Karachi, October 11, 2013 (PPI-OT): 1QFY14 earnings expected to clock in at PKR 4.68/share
Based on Arif Habib Limited’s estimates, Kohat Cement Limited (KOHC) with a ~14%YoY increase in dispatches, a ~2%YoY improvement in retention prices followed by an impressive ~55% YoY reduction in financial charges will post an earning of PKR 4.68/share.
According to Arif Habib Limited, this is ~27%YoY higher than the last year same quarter.

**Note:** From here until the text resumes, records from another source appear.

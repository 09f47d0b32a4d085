//! Domain types for the sales metrics engine.
//!
//! This module provides:
//! - Lossless money handling via the Decimal wrapper
//! - Primitives: TimeMs, Platform, ActionType, AffiliateId, ProductId
//! - The canonical SaleRecord shape produced by the normalizer
//! - Dashboard scope selection (date presets and record filters)

pub mod decimal;
pub mod filter;
pub mod primitives;
pub mod sale;

pub use decimal::Decimal;
pub use filter::{DatePreset, DateRange, FilterError, FilterState};
pub use primitives::{ActionType, AffiliateId, Platform, ProductId, TimeMs};
pub use sale::SaleRecord;
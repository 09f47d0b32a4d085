use anyhow::Context;
use blackshark::{api, config::Config, db::init_db, Repository};
use std::net::SocketAddr;
use std::sync::Arc;

#[tokio::main]
async fn main() -> anyhow::Result<()> {
    // Initialize tracing
    tracing_subscriber::fmt()
        .with_env_filter(
            tracing_subscriber::EnvFilter::from_default_env()
                .add_directive(tracing_subscriber::filter::LevelFilter::INFO.into()),
        )
        .init();

    let config = Config::from_env().context("configuration error")?;
    let port = config.port;

    let pool = init_db(&config.database_path)
        .await
        .context("failed to initialize database")?;
    let repo = Arc::new(Repository::new(pool));

    let app = api::create_router(api::AppState::new(repo, config));

    let addr = SocketAddr::from(([127, 0, 0, 1], port));
    let listener = tokio::net::TcpListener::bind(&addr)
        .await
        .with_context(|| format!("failed to bind to {}", addr))?;

    tracing::info!("Server listening on {}", addr);

    axum::serve(listener, app).await.context("server error")?;
    Ok(())
}
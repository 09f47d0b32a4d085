use axum::extract::{Query, State};
use axum::Json;
use chrono::Utc;
use serde::{Deserialize, Serialize};

use super::params::{load_records, FilterQuery};
use super::AppState;
use crate::domain::SaleRecord;
use crate::engine::{group_by_affiliate, group_by_product, rank_groups, GroupMetrics, RankMetric};
use crate::error::AppError;

#[derive(Debug, Deserialize)]
#[serde(rename_all = "camelCase")]
pub struct RankQuery {
    pub metric: Option<String>,
    pub limit: Option<usize>,
}

#[derive(Debug, Serialize)]
#[serde(rename_all = "camelCase")]
pub struct RankedGroup {
    pub rank: usize,
    #[serde(flatten)]
    pub group: GroupMetrics,
}

pub async fn get_affiliates(
    Query(filter): Query<FilterQuery>,
    Query(params): Query<RankQuery>,
    State(state): State<AppState>,
) -> Result<Json<Vec<RankedGroup>>, AppError> {
    ranked(&state, &filter, &params, group_by_affiliate).await
}

pub async fn get_products(
    Query(filter): Query<FilterQuery>,
    Query(params): Query<RankQuery>,
    State(state): State<AppState>,
) -> Result<Json<Vec<RankedGroup>>, AppError> {
    ranked(&state, &filter, &params, group_by_product).await
}

fn parse_metric(metric: Option<&str>) -> Result<RankMetric, AppError> {
    match metric.map(str::trim).filter(|s| !s.is_empty()) {
        None => Ok(RankMetric::Revenue),
        Some(m) => m.parse::<RankMetric>().map_err(|_| {
            AppError::BadRequest(
                "metric must be one of: revenue, grossSales, netSales, profit, refunds, sales"
                    .to_string(),
            )
        }),
    }
}

async fn ranked(
    state: &AppState,
    filter: &FilterQuery,
    params: &RankQuery,
    group_fn: fn(&[SaleRecord]) -> Vec<GroupMetrics>,
) -> Result<Json<Vec<RankedGroup>>, AppError> {
    let metric = parse_metric(params.metric.as_deref())?;
    let filter = filter.to_filter(&state.config, Utc::now())?;
    let records = load_records(state, &filter).await?;

    let entries = rank_groups(group_fn(&records), metric)
        .into_iter()
        .take(params.limit.unwrap_or(usize::MAX))
        .enumerate()
        .map(|(idx, group)| RankedGroup {
            rank: idx + 1,
            group,
        })
        .collect();

    Ok(Json(entries))
}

Financial Highlights PKR mn 1QFY14 1QFY13 QoQ Net Sales 2,460 2,104 17% Gross Profit 968 726 33% Operating Profit 933 692 35% Finance Cost 38 85 -55% Profit after tax 602 476 27% Earnings per share 4.68 3.31 Strong domestic dispatches to spur top line growth during the quarter, company’s dispatches grew by ~14%YoY to 401ktons. Sale (Tons) 1QFY14 1QFY13 YoY Total 400,939 350,779 14% Local 323,076 272,702 18% Export 77,863 78,077 -0.3%
Changes in GST regime to keep retention prices relatively subdued
Arif Habib Limited expects retention prices to post a modest ~2% YoY increase during 1QFY14 and ex-factory prices are expected to jump by a ~8% YoY. But, having said that, a ~1% increase in GST rate and computation of GST at retail prices level (announced in federal budget FY14) would keep this healthy retail price increase from translating into higher retention prices.
Unchanged power tariff to keep power cost low
The good part is, unlike its peers operating on the national grid, plants operating on the PESCO grid still enjoy the old power tariff (PKR ~9/Kwh) due to a stay order granted by the court.
In Arif Habib Limited’s discussion with the management of companies operating on PESCO, Arif Habib Limited learnt that the tariff increase can’t be retrospective in nature and the companies are not required to make any provision for the said. This will keep the plants operating on PESCO to enjoy the lower tariff till a decision has been made by the courts.
Aggressive deleveraging to reduce finance cost by a hefty 55%
Finance cost is expected to drop down by a hefty 55% YoY to PKR 38mn during the quarter mainly on account of aggressive deleveraging by the company. Evident from its declining debt to equity, standing at 0.24 compared to 0.8 a year back.
Arif Habib Limited recommends a ‘Buy’ stance for the scrip with June-14 target price of PKR 147.8/share, offering an attractive upside potential of 57%. In addition to the sizeable upside potential the stock is currently trading at a 4.6x PER and offering a 5% dividend yield based on FY14 estimates.